Ci sono, tuttavia, due osservazioni che spontaneamente nascono dalla lettura delle cronache dell’evento di premiazione, avvenuto a Villa delle Favare.

Scegliere di stilare un ampio ventaglio di premiati rischia, nel giro di qualche anno, di esaurire il numero di meritevoli a cui conferire il riconoscimento. O quantomeno si rischia di individuare personalità via via “minori” rispetto a quelli già chiamati sul palco. In altre parole: meglio scegliere, per ogni edizione, pochi ma farlo con criterio, evitando motivazioni troppo generiche.

Altro aspetto che è saltato alla mia attenzione è la categoria del “premio alla memoria”. Non è inusuale che certi riconoscimenti vengano dati post mortem.

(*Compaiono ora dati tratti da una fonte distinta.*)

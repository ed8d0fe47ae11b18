use chrono::{Duration, Utc};
use jsonwebtoken::{decode, encode, DecodingKey, EncodingKey, Header, Validation};
use serde::{Deserialize, Serialize};
use thiserror::Error;
use uuid::Uuid;

use crate::config;
use crate::database::models::User;

/// Bearer token claims. `tenant_id` pins the token to the tenant the user
/// registered under.
#[derive(Debug, Clone, Serialize, Deserialize)]
pub struct Claims {
    pub user_id: i64,
    pub username: String,
    pub tenant_id: i64,
    pub exp: i64,
    pub iat: i64,
    pub jti: Uuid,
}

impl Claims {
    pub fn new(user_id: i64, username: String, tenant_id: i64) -> Self {
        let now = Utc::now();
        let expiry_hours = config::config().security.jwt_expiry_hours;
        let exp = (now + Duration::hours(expiry_hours as i64)).timestamp();

        Self {
            user_id,
            username,
            tenant_id,
            exp,
            iat: now.timestamp(),
            jti: Uuid::new_v4(),
        }
    }

    pub fn for_user(user: &User) -> Self {
        Self::new(user.id, user.username.clone(), user.tenant_id)
    }
}

#[derive(Debug, Error)]
pub enum AuthError {
    #[error("Missing Authorization header")]
    MissingToken,

    #[error("Invalid token: {0}")]
    InvalidToken(String),

    #[error("Invalid username or password")]
    InvalidCredentials,

    #[error("Token was not issued for this tenant")]
    TenantMismatch,

    #[error("JWT secret not configured")]
    MissingSecret,

    #[error("JWT generation error: {0}")]
    TokenGeneration(String),

    #[error("Password hashing error: {0}")]
    Hashing(String),
}

pub fn generate_jwt(claims: &Claims) -> Result<String, AuthError> {
    encode_token(claims, &config::config().security.jwt_secret)
}

pub fn validate_jwt(token: &str) -> Result<Claims, AuthError> {
    decode_token(token, &config::config().security.jwt_secret)
}

pub fn encode_token(claims: &Claims, secret: &str) -> Result<String, AuthError> {
    if secret.is_empty() {
        return Err(AuthError::MissingSecret);
    }

    let encoding_key = EncodingKey::from_secret(secret.as_bytes());
    encode(&Header::default(), claims, &encoding_key).map_err(|e| AuthError::TokenGeneration(e.to_string()))
}

pub fn decode_token(token: &str, secret: &str) -> Result<Claims, AuthError> {
    if secret.is_empty() {
        return Err(AuthError::MissingSecret);
    }

    let decoding_key = DecodingKey::from_secret(secret.as_bytes());
    let token_data = decode::<Claims>(token, &decoding_key, &Validation::default())
        .map_err(|e| AuthError::InvalidToken(e.to_string()))?;

    Ok(token_data.claims)
}

/// Pull the token out of an `Authorization: Bearer <token>` value.
pub fn bearer_token(header: Option<&str>) -> Result<&str, AuthError> {
    let value = header.ok_or(AuthError::MissingToken)?;
    let token = value
        .strip_prefix("Bearer ")
        .ok_or_else(|| AuthError::InvalidToken("Authorization header must use Bearer token format".into()))?
        .trim();

    if token.is_empty() {
        return Err(AuthError::InvalidToken("Empty JWT token".into()));
    }
    Ok(token)
}

/// Runs on the blocking pool; bcrypt at `DEFAULT_COST` takes hundreds of
/// milliseconds.
pub async fn hash_password(password: &str) -> Result<String, AuthError> {
    let password = password.to_owned();
    tokio::task::spawn_blocking(move || bcrypt::hash(password, bcrypt::DEFAULT_COST))
        .await
        .map_err(|e| AuthError::Hashing(format!("Task join error: {e}")))?
        .map_err(|e| AuthError::Hashing(e.to_string()))
}

pub async fn verify_password(password: &str, hash: &str) -> Result<bool, AuthError> {
    let password = password.to_owned();
    let hash = hash.to_owned();
    tokio::task::spawn_blocking(move || bcrypt::verify(password, &hash))
        .await
        .map_err(|e| AuthError::Hashing(format!("Task join error: {e}")))?
        .map_err(|e| AuthError::Hashing(e.to_string()))
}
use clap::Parser;
use lectern_api::cli::{utils::output_error, Cli, OutputFormat};
use tracing_subscriber::EnvFilter;

#[tokio::main]
async fn main() -> anyhow::Result<()> {
    let _ = dotenvy::dotenv();
    tracing_subscriber::fmt()
        .with_env_filter(EnvFilter::try_from_default_env().unwrap_or_else(|_| EnvFilter::new("warn")))
        .with_writer(std::io::stderr)
        .init();

    let cli = Cli::parse();
    let output_format = OutputFormat::from_cli(&cli);

    if let Err(e) = lectern_api::cli::run(cli).await {
        let message = match std::env::var("CLI_VERBOSE").as_deref() {
            Ok("true") | Ok("1") => format!("{e:?}"),
            _ => e.to_string(),
        };
        output_error(&output_format, &message, None)?;
        std::process::exit(1);
    }

    Ok(())
}
pub mod db;
pub mod tenant;

use sqlx::PgPool;

use crate::config::config;
use crate::database::DatabaseManager;

/// Open a pool against the configured `DATABASE_URL`.
pub(crate) async fn connect() -> anyhow::Result<PgPool> {
    let pool = DatabaseManager::connect(&config().database).await?;
    Ok(pool)
}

Di solito accade per scomparse premature o improvvise.

Nel caso della manifestazione del Comune di Biancavilla sembra, invece, che si tratti di una categoria fissa, da riproporre ogni anno. L’idea, in questo caso, non fa altro che certificare la disattenzione che in passato l’istituzione comunale ha avuto nei confronti dei biancavillesi meritevoli.

I premi si danno in vita, non dopo la morte! Sembra si voglia colmare l’indifferenza che sindaci e consiglieri hanno mostrato nel passato. Cosa vera, ma ormai è troppo tardi. Vogliamo dare un premio, dunque, alla memoria per Antonio Bruno e farci perdonare le malignità riservate prima e dopo la sua morte o l’oblio che ne è seguito per decenni? Guardiamo avanti.